Insurance companies are starting to cover the complex procedure even though regulators have yet to declare it mandatory
The World Health Organization (WHO) announced this month it is moving toward declassifying transgender identity as a mental disorder. As more medical professional groups move toward the same conclusion, LGBT advocacy groups are calling gender reassignment surgery a “medical necessity” that should be covered by all insurance companies.
The U.S. government has so far not declared gender reassignment surgery a necessity. But in May 2014, Obama administration officials issued a ruling that prohibits discrimination on the basis of gender identity and sex stereotyping. It was widely viewed as a step toward requiring coverage.
Last week, Blue Cross Blue Shield of Texas announced it will cover gender reassignment surgery in plans sold on HealthCare.gov. Several other carriers, such as Aetna, Cigna, and United Healthcare either already cover the surgery or plan to in the near future.
Medicare has covered gender reassignment surgery on a case-by-case basis since 2014. Before that, the Center for Medicare and Medicaid Services considered the treatment risky: “Because of the lack of well-controlled, long-term studies of the safety and effectiveness of the surgical procedures and attendant therapies for transsexualism, the treatment is considered experimental.

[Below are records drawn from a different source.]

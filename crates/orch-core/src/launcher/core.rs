//! Núcleo del protocolo de lanzamiento.
//!
//! `Launcher` orquesta el ciclo completo de un nodo: preparación de
//! contextos, resolución de inputs, registro de ejecución, driver opcional,
//! decisión de cache, ejecución y publicación. Es genérico sobre el store de
//! metadatos, igual que los operators lo son sobre la lógica concreta.
//!
//! Disciplina de conexión: cada grupo de operaciones de metadatos corre en
//! su propio scope `with(..)`; entre grupos no se retiene el lock. El driver
//! corre siempre sin lock tomado (puede traer su propio handle clonado).

use log::{debug, info, warn};
use serde_json::Value;
use std::collections::BTreeMap;
use std::path::PathBuf;
use std::sync::Arc;

use crate::cache::execution_fingerprint;
use crate::constants::{LAUNCHER_VERSION, VERSION_ANNOTATION_KEY};
use crate::errors::LaunchError;
use crate::inputs::{resolve_input_artifacts, resolve_parameters};
use crate::metadata::{ContextRef, MetadataHandle, MetadataStore};
use crate::model::{Artifact, DriverOutput, Execution, ExecutionInfo, ExecutorResult, NodeSpec,
                   PipelineInfo, PropertyValue, RuntimeSpec};
use crate::operator::{DriverOperator, DriverRegistry, ExecutorOperator, ExecutorRegistry,
                      SystemHandlerRegistry, SystemNodeHandler};
use crate::outputs::OutputResolver;

/// Resultado de la fase de preparación.
enum Prepared {
    /// Algún input no está listo: no hay ejecución que registrar.
    Skipped,
    Ready(Box<PreparedExecution>),
}

struct PreparedExecution {
    contexts: Vec<ContextRef>,
    execution: Execution,
    exec_properties: BTreeMap<String, PropertyValue>,
    input_artifacts: BTreeMap<String, Vec<Artifact>>,
    output_artifacts: BTreeMap<String, Vec<Artifact>>,
}

/// Orquestador del ciclo de vida de un nodo.
///
/// La construcción valida la configuración completa: discriminadores de
/// executable/driver resueltos contra sus registries, o handler de sistema
/// registrado para el tipo del nodo. Un nodo sin camino de ejecución es
/// `NotLaunchable` en construcción, nunca en `launch`.
pub struct Launcher<M: MetadataStore> {
    node: NodeSpec,
    metadata: MetadataHandle<M>,
    pipeline: PipelineInfo,
    runtime: RuntimeSpec,
    executor: Option<Box<dyn ExecutorOperator>>,
    driver: Option<Box<dyn DriverOperator>>,
    system_handler: Option<Arc<dyn SystemNodeHandler<M>>>,
    outputs: OutputResolver,
}

impl<M: MetadataStore> std::fmt::Debug for Launcher<M> {
    fn fmt(&self, f: &mut std::fmt::Formatter<'_>) -> std::fmt::Result {
        f.debug_struct("Launcher")
         .field("node", &self.node.id)
         .finish_non_exhaustive()
    }
}

impl<M: MetadataStore> Launcher<M> {
    #[allow(clippy::too_many_arguments)]
    pub fn new(node: NodeSpec,
               metadata: MetadataHandle<M>,
               pipeline: PipelineInfo,
               runtime: RuntimeSpec,
               executors: &ExecutorRegistry,
               drivers: &DriverRegistry,
               system_handlers: &SystemHandlerRegistry<M>,
               platform_config: Option<&Value>)
               -> Result<Self, LaunchError> {
        let system_handler = system_handlers.lookup(&node.type_name);

        let executor = match (&system_handler, &node.executable) {
            (Some(_), _) => None,
            (None, Some(spec)) => Some(executors.build(spec, platform_config)?),
            (None, None) => {
                return Err(LaunchError::NotLaunchable(node.id.clone()));
            }
        };

        let driver = match (&system_handler, &node.driver) {
            (None, Some(spec)) => Some(drivers.build(spec)?),
            _ => None,
        };

        let outputs = OutputResolver::new(&node, &pipeline, &runtime);

        Ok(Self { node, metadata, pipeline, runtime, executor, driver, system_handler, outputs })
    }

    /// Corre el protocolo completo.
    ///
    /// - `Ok(None)`: lanzamiento saltado (inputs no listos) o handler de
    ///   sistema sin ejecución que reportar.
    /// - `Ok(Some(exec))`: ejecución terminal (`Succeeded` o `Cached`),
    ///   releída del store tras publicar.
    /// - `Err(..)`: fallo; si había ejecución registrada, quedó publicada
    ///   como `Failed` antes de retornar.
    ///
    /// En éxito, el stateful dir se elimina antes del publish: si el publish
    /// falla después de un executor exitoso, el progreso stateful ya no
    /// existe y los datos de output quedan huérfanos en el filesystem.
    /// Reconciliar eso es trabajo de la capa de orquestación.
    pub fn launch(&self) -> Result<Option<Execution>, LaunchError> {
        if let Some(handler) = &self.system_handler {
            debug!("node '{}' handled as system node", self.node.id);
            return handler.run(&self.metadata, &self.node, &self.pipeline, &self.runtime);
        }

        let mut prepared = match self.prepare()? {
            Prepared::Skipped => {
                info!("node '{}' skipped: inputs not ready", self.node.id);
                return Ok(None);
            }
            Prepared::Ready(p) => *p,
        };
        let execution_id = prepared.execution.id;
        info!("node '{}' registered execution {}", self.node.id, execution_id);

        // Driver opcional, siempre sin conexión tomada.
        if let Some(driver) = &self.driver {
            let info = ExecutionInfo { execution_id,
                                       inputs: prepared.input_artifacts.clone(),
                                       outputs: prepared.output_artifacts.clone(),
                                       exec_properties: prepared.exec_properties.clone(),
                                       execution_output_uri: self.outputs.driver_output_uri(),
                                       stateful_working_dir: PathBuf::new(),
                                       tmp_dir: PathBuf::new(),
                                       pipeline_run_id: self.runtime.run_id.clone() };
            let output = driver.run_driver(&info)?;
            self.apply_driver_output(&mut prepared, output)?;
        }

        // Fingerprint y decisión de cache. El contexto de cache se anexa a la
        // ejecución haya hit o no.
        let fingerprint = execution_fingerprint(self.node.executable.as_ref(),
                                                &prepared.input_artifacts,
                                                &prepared.output_artifacts,
                                                &prepared.exec_properties);
        let cached = self.metadata.with(|m| {
                             let cache_ctx = m.cache_context(&fingerprint)?;
                             prepared.contexts.push(cache_ctx.clone());
                             if self.node.enable_cache {
                                 m.cached_outputs(&cache_ctx)
                             } else {
                                 Ok(None)
                             }
                         })?;

        if let Some(outputs) = cached {
            info!("node '{}' execution {} satisfied from cache", self.node.id, execution_id);
            self.metadata
                .with(|m| m.publish_cached_execution(execution_id, &prepared.contexts, &outputs))?;
            return self.reread_execution(execution_id).map(Some);
        }

        self.execute_and_publish(&prepared).map(Some)
    }

    /// Scope 1: contextos, resolución de inputs y registro de la ejecución.
    fn prepare(&self) -> Result<Prepared, LaunchError> {
        let exec_properties = resolve_parameters(&self.node);
        let prepared = self.metadata.with(|m| {
                               let contexts = m.prepare_contexts(&self.node.contexts)?;
                               let inputs = match resolve_input_artifacts(&*m, &self.node)? {
                                   Some(inputs) => inputs,
                                   None => return Ok(None),
                               };
                               let execution = m.register_execution(&self.node.type_name,
                                                                    &contexts,
                                                                    &inputs,
                                                                    &exec_properties)?;
                               Ok(Some((contexts, inputs, execution)))
                           })?;

        let (contexts, input_artifacts, execution) = match prepared {
            Some(parts) => parts,
            None => return Ok(Prepared::Skipped),
        };
        let output_artifacts = self.outputs.generate_output_artifacts(execution.id);

        Ok(Prepared::Ready(Box::new(PreparedExecution { contexts,
                                                        execution,
                                                        exec_properties,
                                                        input_artifacts,
                                                        output_artifacts })))
    }

    /// Mergea la salida del driver: las claves de output reemplazan la lista
    /// completa; las propiedades se insertan u overridean una a una.
    fn apply_driver_output(&self,
                           prepared: &mut PreparedExecution,
                           output: DriverOutput)
                           -> Result<(), LaunchError> {
        for (key, artifacts) in output.output_artifacts {
            if !prepared.output_artifacts.contains_key(&key) {
                return Err(LaunchError::Driver(format!(
                    "driver produced unknown output key '{}' for node '{}'",
                    key, self.node.id
                )));
            }
            debug!("driver replaced output key '{}' of node '{}'", key, self.node.id);
            prepared.output_artifacts.insert(key, artifacts);
        }
        for (key, value) in output.exec_properties {
            prepared.exec_properties.insert(key, value);
        }
        Ok(())
    }

    /// Ejecuta el operator y publica el resultado terminal.
    fn execute_and_publish(&self, prepared: &PreparedExecution) -> Result<Execution, LaunchError> {
        let execution_id = prepared.execution.id;
        let stateful_working_dir = self.outputs.stateful_working_dir()?;
        let tmp_dir = self.outputs.make_tmp_dir(execution_id)?;

        let info = ExecutionInfo { execution_id,
                                   inputs: prepared.input_artifacts.clone(),
                                   outputs: prepared.output_artifacts.clone(),
                                   exec_properties: prepared.exec_properties.clone(),
                                   execution_output_uri: self.outputs.executor_output_uri(execution_id),
                                   stateful_working_dir,
                                   tmp_dir: tmp_dir.clone(),
                                   pipeline_run_id: self.runtime.run_id.clone() };

        let attempt = (|| -> Result<ExecutorResult, LaunchError> {
            OutputResolver::make_output_dirs(&prepared.output_artifacts)?;
            let executor = self.executor
                               .as_ref()
                               .ok_or_else(|| LaunchError::NotLaunchable(self.node.id.clone()))?;
            let result = executor.run_executor(&info)?;
            if result.code != 0 {
                return Err(LaunchError::ExecutionFailed { execution_id, result });
            }
            Ok(result)
        })();

        match attempt {
            Ok(mut result) => {
                // Limpieza previa al publish: tmp y luego stateful (el nodo ya
                // no puede reanudar progreso tras un éxito).
                OutputResolver::remove_tmp_dir(&info.tmp_dir)?;
                OutputResolver::remove_stateful_working_dir(&info.stateful_working_dir)?;
                result.annotations
                      .insert(VERSION_ANNOTATION_KEY.to_string(), LAUNCHER_VERSION.to_string());
                self.metadata.with(|m| {
                        m.publish_succeeded_execution(execution_id,
                                                      &prepared.contexts,
                                                      &prepared.output_artifacts,
                                                      &result)
                    })?;
                info!("node '{}' execution {} succeeded", self.node.id, execution_id);
                self.reread_execution(execution_id)
            }
            Err(err) => {
                // Rollback de ubicaciones de output del intento fallido. El
                // stateful dir se conserva para reintentos.
                if let Err(clean) = OutputResolver::remove_output_dirs(&prepared.output_artifacts) {
                    warn!("failed to remove output dirs of execution {}: {}", execution_id, clean);
                }
                if let Err(clean) = OutputResolver::remove_tmp_dir(&info.tmp_dir) {
                    warn!("failed to remove tmp dir of execution {}: {}", execution_id, clean);
                }
                let result = match &err {
                    LaunchError::ExecutionFailed { result, .. } => Some(result.clone()),
                    _ => None,
                };
                self.metadata.with(|m| {
                        m.publish_failed_execution(execution_id, &prepared.contexts, result.as_ref())
                    })?;
                warn!("node '{}' execution {} failed: {}", self.node.id, execution_id, err);
                Err(err)
            }
        }
    }

    /// Relee la ejecución publicada; el llamador observa el estado terminal
    /// real del store, no una copia local.
    fn reread_execution(&self, execution_id: i64) -> Result<Execution, LaunchError> {
        self.metadata
            .with(|m| m.execution(execution_id))?
            .ok_or_else(|| LaunchError::Internal(format!("execution {} vanished after publish", execution_id)))
    }
}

Moreover, there is a high rate of serious complications for these surgical procedures. For these reasons, transsexual surgery is not covered by Medicare.”
A 2011 study from Sweden, which followed 324 people who had sex-reassignment surgery between 1973 and 2003, revealed some of those complications. The death rate was much higher than expected, with suicide the leading cause. Those who had the surgery were almost 20 times more likely to take their own lives than the non-transgender population.

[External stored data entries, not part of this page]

//! Executor `function`: lógica in-process resuelta desde un catálogo.
//!
//! El payload del executable es `{"function": "<nombre>"}`; el catálogo
//! mapea nombres a closures. Un nombre ausente es error de configuración en
//! construcción del Launcher, nunca en `launch`.

use std::collections::HashMap;
use std::sync::Arc;

use serde::Deserialize;

use orch_core::{ExecutionInfo, ExecutorOperator, ExecutorRegistry, ExecutorResult, LaunchError};

pub type NodeFn = Arc<dyn Fn(&ExecutionInfo) -> Result<ExecutorResult, LaunchError> + Send + Sync>;

/// Catálogo nombre → función. Clonable para capturarlo en la factory.
#[derive(Clone, Default)]
pub struct FunctionCatalog {
    functions: HashMap<String, NodeFn>,
}

impl FunctionCatalog {
    pub fn new() -> Self {
        Self::default()
    }

    pub fn insert<F>(&mut self, name: impl Into<String>, f: F)
        where F: Fn(&ExecutionInfo) -> Result<ExecutorResult, LaunchError> + Send + Sync + 'static
    {
        self.functions.insert(name.into(), Arc::new(f));
    }

    fn get(&self, name: &str) -> Option<NodeFn> {
        self.functions.get(name).cloned()
    }
}

#[derive(Deserialize)]
struct FunctionPayload {
    function: String,
}

struct FunctionExecutor {
    f: NodeFn,
}

impl ExecutorOperator for FunctionExecutor {
    fn run_executor(&self, info: &ExecutionInfo) -> Result<ExecutorResult, LaunchError> {
        (self.f)(info)
    }
}

/// Registra la factory del discriminador `function` contra un catálogo.
pub fn register_function_executor(registry: &mut ExecutorRegistry, catalog: FunctionCatalog) {
    registry.register("function", move |spec, _cfg| {
                let payload: FunctionPayload =
                    serde_json::from_value(spec.payload.clone())
                        .map_err(|e| LaunchError::UnknownExecutable(format!("function payload: {e}")))?;
                let f = catalog.get(&payload.function)
                               .ok_or_else(|| {
                                   LaunchError::UnknownExecutable(format!("function '{}'", payload.function))
                               })?;
                Ok(Box::new(FunctionExecutor { f }) as Box<dyn ExecutorOperator>)
            });
}
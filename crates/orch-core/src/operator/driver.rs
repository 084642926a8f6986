//! Contrato del Driver Operator: hook opcional pre-ejecución.
//!
//! Un driver puede reemplazar outputs por clave e inyectar/overridear
//! propiedades de ejecución. El launcher mergea su salida **antes** de
//! derivar el fingerprint de cache, de modo que los rewrites afectan al
//! caching. El driver puede usar su propia conexión de metadatos (clonando
//! el handle); el launcher libera la suya antes de invocarlo.

use std::collections::HashMap;

use crate::errors::LaunchError;
use crate::model::{DriverOutput, ExecutableSpec, ExecutionInfo};

pub trait DriverOperator: Send + Sync {
    fn run_driver(&self, info: &ExecutionInfo) -> Result<DriverOutput, LaunchError>;
}

/// Driver por defecto: no reescribe nada.
#[derive(Debug, Default)]
pub struct NoOpDriver;

impl DriverOperator for NoOpDriver {
    fn run_driver(&self, _info: &ExecutionInfo) -> Result<DriverOutput, LaunchError> {
        Ok(DriverOutput::default())
    }
}

pub type DriverFactory =
    Box<dyn Fn(&ExecutableSpec) -> Result<Box<dyn DriverOperator>, LaunchError> + Send + Sync>;

#[derive(Default)]
pub struct DriverRegistry {
    factories: HashMap<String, DriverFactory>,
}

impl DriverRegistry {
    pub fn new() -> Self {
        Self::default()
    }

    pub fn register<F>(&mut self, kind: impl Into<String>, factory: F)
        where F: Fn(&ExecutableSpec) -> Result<Box<dyn DriverOperator>, LaunchError> + Send + Sync + 'static
    {
        self.factories.insert(kind.into(), Box::new(factory));
    }

    pub fn contains(&self, kind: &str) -> bool {
        self.factories.contains_key(kind)
    }

    pub fn build(&self, spec: &ExecutableSpec) -> Result<Box<dyn DriverOperator>, LaunchError> {
        match self.factories.get(&spec.kind) {
            Some(factory) => factory(spec),
            None => Err(LaunchError::UnknownDriver(spec.kind.clone())),
        }
    }
}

As rising healthcare premiums become an issue, critics say the move to insure transgender surgery will only drive up insurance costs. But defenders of the coverage note a very small number of patients will ever need the services. The U.S. transgender population is estimated at between 700,000 and 1 million. Six people in 100,000 are estimated to seek transition-related care, according to a UCLA study by Jody Herman of UCLA.
“Transition-related healthcare benefits have zero or very low costs,” Herman told The Dallas Morning News.

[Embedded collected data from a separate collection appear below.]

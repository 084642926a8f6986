//! Resolución de parámetros e inputs declarados.
//!
//! Contrato clave: un input requerido sin suficientes artifacts upstream NO
//! es un error; la resolución devuelve `None` ("not ready") y el lanzamiento
//! transiciona a skip sin registrar ejecución ni efectos colaterales.

use log::debug;
use std::collections::BTreeMap;

use crate::errors::LaunchError;
use crate::metadata::MetadataStore;
use crate::model::{Artifact, NodeSpec, PropertyValue};

/// Resuelve los parámetros declarados a valores concretos. Puro: los
/// parámetros del spec ya son valores finales.
pub fn resolve_parameters(node: &NodeSpec) -> BTreeMap<String, PropertyValue> {
    node.parameters.clone()
}

/// Resuelve cada input declarado a artifacts `Live` de su nodo productor.
///
/// Devuelve `None` si algún input no alcanza su `min_count` (not ready).
/// El orden dentro de cada clave es el orden estable del store: los inputs
/// son posicionales dentro de una clave.
pub fn resolve_input_artifacts<M: MetadataStore>(store: &M,
                                                 node: &NodeSpec)
                                                 -> Result<Option<BTreeMap<String, Vec<Artifact>>>, LaunchError> {
    let mut resolved = BTreeMap::new();
    for (key, spec) in &node.inputs {
        let artifacts = store.live_artifacts(&spec.producer_node, &spec.output_key)?;
        if artifacts.len() < spec.min_count {
            debug!("input '{}' of node '{}' not ready ({} of {} artifacts)",
                   key,
                   node.id,
                   artifacts.len(),
                   spec.min_count);
            return Ok(None);
        }
        resolved.insert(key.clone(), artifacts);
    }
    Ok(Some(resolved))
}
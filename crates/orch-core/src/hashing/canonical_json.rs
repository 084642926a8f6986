//! Canonical JSON minimal: claves de objeto ordenadas, sin whitespace.
//! El fingerprint de cache depende de esta representación, no del orden de
//! inserción de los mapas de entrada.

use serde_json::Value;
use std::collections::BTreeMap;

pub fn to_canonical_json(value: &Value) -> String {
    match value {
        Value::Null => "null".to_string(),
        Value::Bool(b) => b.to_string(),
        Value::Number(n) => n.to_string(),
        Value::String(s) => serde_json::to_string(s).unwrap(),
        Value::Array(arr) => {
            let items: Vec<String> = arr.iter().map(to_canonical_json).collect();
            format!("[{}]", items.join(","))
        }
        Value::Object(map) => {
            let mut tree = BTreeMap::new();
            for (k, v) in map {
                tree.insert(k, to_canonical_json(v));
            }
            let items: Vec<String> = tree.into_iter()
                                         .map(|(k, v)| format!("{}:{}", serde_json::to_string(&k).unwrap(), v))
                                         .collect();
            format!("{{{}}}", items.join(","))
        }
    }
}
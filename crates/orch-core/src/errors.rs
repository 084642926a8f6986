//! Errores del núcleo de lanzamiento.
//!
//! La taxonomía distingue errores de configuración (detectados al construir
//! el `Launcher`, nunca reintentables) de los fallos de ejecución, que
//! transportan el `ExecutorResult` estructurado cuando existe para que la
//! capa de orquestación pueda reportarlo sin inspección dinámica de tipos.

use thiserror::Error;

use crate::model::ExecutorResult;

#[derive(Debug, Error)]
pub enum LaunchError {
    /// Discriminador de executable sin factory registrada. Fatal en
    /// construcción del Launcher.
    #[error("unknown executable kind: {0}")]
    UnknownExecutable(String),

    /// Discriminador de driver sin factory registrada. Fatal en construcción.
    #[error("unknown driver kind: {0}")]
    UnknownDriver(String),

    /// El nodo no es de sistema y tampoco declara executable.
    #[error("node '{0}' must be a system node or declare an executable")]
    NotLaunchable(String),

    /// El executor devolvió código distinto de cero (o lanzó). Transporta el
    /// resultado estructurado para el publish de ejecución fallida.
    #[error("execution {execution_id} failed with code {code}: {message}",
            code = .result.code,
            message = .result.message.as_deref().unwrap_or("<no message>"))]
    ExecutionFailed { execution_id: i64, result: ExecutorResult },

    /// Error propagado desde un driver externo, sin modificar.
    #[error("driver: {0}")]
    Driver(String),

    /// Fallo del store de metadatos (conexión, registro inexistente, etc.).
    #[error("metadata store: {0}")]
    Metadata(String),

    /// Fallo de la superficie de filesystem del Output Resolver.
    #[error("io: {0}")]
    Io(#[from] std::io::Error),

    #[error("internal: {0}")]
    Internal(String),
}
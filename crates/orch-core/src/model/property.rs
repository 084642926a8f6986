//! Valores de parámetros/propiedades de ejecución.
//!
//! Unión etiquetada explícita: exactamente una variante poblada por
//! propiedad. Los overrides de un driver reemplazan el valor completo, nunca
//! campos sueltos de un registro multi-campo.

use serde::{Deserialize, Serialize};
use serde_json::Value;

/// Valor escalar o lista de un parámetro declarado en el `NodeSpec`.
#[derive(Debug, Clone, PartialEq, Serialize, Deserialize)]
pub enum PropertyValue {
    Str(String),
    Int(i64),
    Float(f64),
    List(Vec<PropertyValue>),
}

impl PropertyValue {
    /// Representación JSON plana, usada para canonicalizar parámetros dentro
    /// del fingerprint de cache.
    pub fn as_json(&self) -> Value {
        match self {
            PropertyValue::Str(s) => Value::String(s.clone()),
            PropertyValue::Int(i) => Value::from(*i),
            PropertyValue::Float(f) => Value::from(*f),
            PropertyValue::List(items) => Value::Array(items.iter().map(|v| v.as_json()).collect()),
        }
    }
}

impl From<&str> for PropertyValue {
    fn from(s: &str) -> Self {
        PropertyValue::Str(s.to_string())
    }
}

impl From<String> for PropertyValue {
    fn from(s: String) -> Self {
        PropertyValue::Str(s)
    }
}

impl From<i64> for PropertyValue {
    fn from(i: i64) -> Self {
        PropertyValue::Int(i)
    }
}

impl From<f64> for PropertyValue {
    fn from(f: f64) -> Self {
        PropertyValue::Float(f)
    }
}
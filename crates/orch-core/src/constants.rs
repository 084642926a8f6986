//! Constantes del núcleo de lanzamiento.
//!
//! Este módulo agrupa valores estáticos que participan en el cálculo de
//! fingerprints de cache y en el etiquetado de resultados publicados.
//! Cambiar `LAUNCHER_VERSION` invalida las entradas de cache existentes.

/// Versión lógica del launcher. Se incluye en el fingerprint de cache para
/// que un cambio incompatible del protocolo invalide determinísticamente los
/// resultados previos, y se anota en el `ExecutorResult` de toda ejecución
/// publicada como exitosa. Mantener estable mientras no haya cambios
/// incompatibles.
pub const LAUNCHER_VERSION: &str = "L1.0";

/// Clave bajo la que se anota la versión del launcher en el resultado del
/// executor al publicar (paso de publicación del protocolo).
pub const VERSION_ANNOTATION_KEY: &str = "launcher_version";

The actual cost of the surgery ranges from $10,000 to $100,000, with most patients spending about $30,000. In addition to the surgery, weekly counseling costs range anywhere from $50 to $100. Monthly hormone treatments can cost up to $200. Many transgenders also opt for additional cosmetic surgeries designed to make them look more like their preferred gender—procedures they say are equally necessary.
The medical community remains divided on the issue. Johns Hopkins University performed sex-reassignment surgery in the early 1970s, but after physicians and psychiatrists at the hospital studied the issue further they concluded “that Hopkins was fundamentally cooperating with a mental illness.”
Paul R. McHugh, professor of psychiatry and former psychiatrist-in-chief at Johns Hopkins University, has studied transgenderism and sex-reassignment surgery for 40 years.
“We psychiatrists thought, we would do better to concentrate on trying to fix their minds and not their genitalia,” he told CNS News.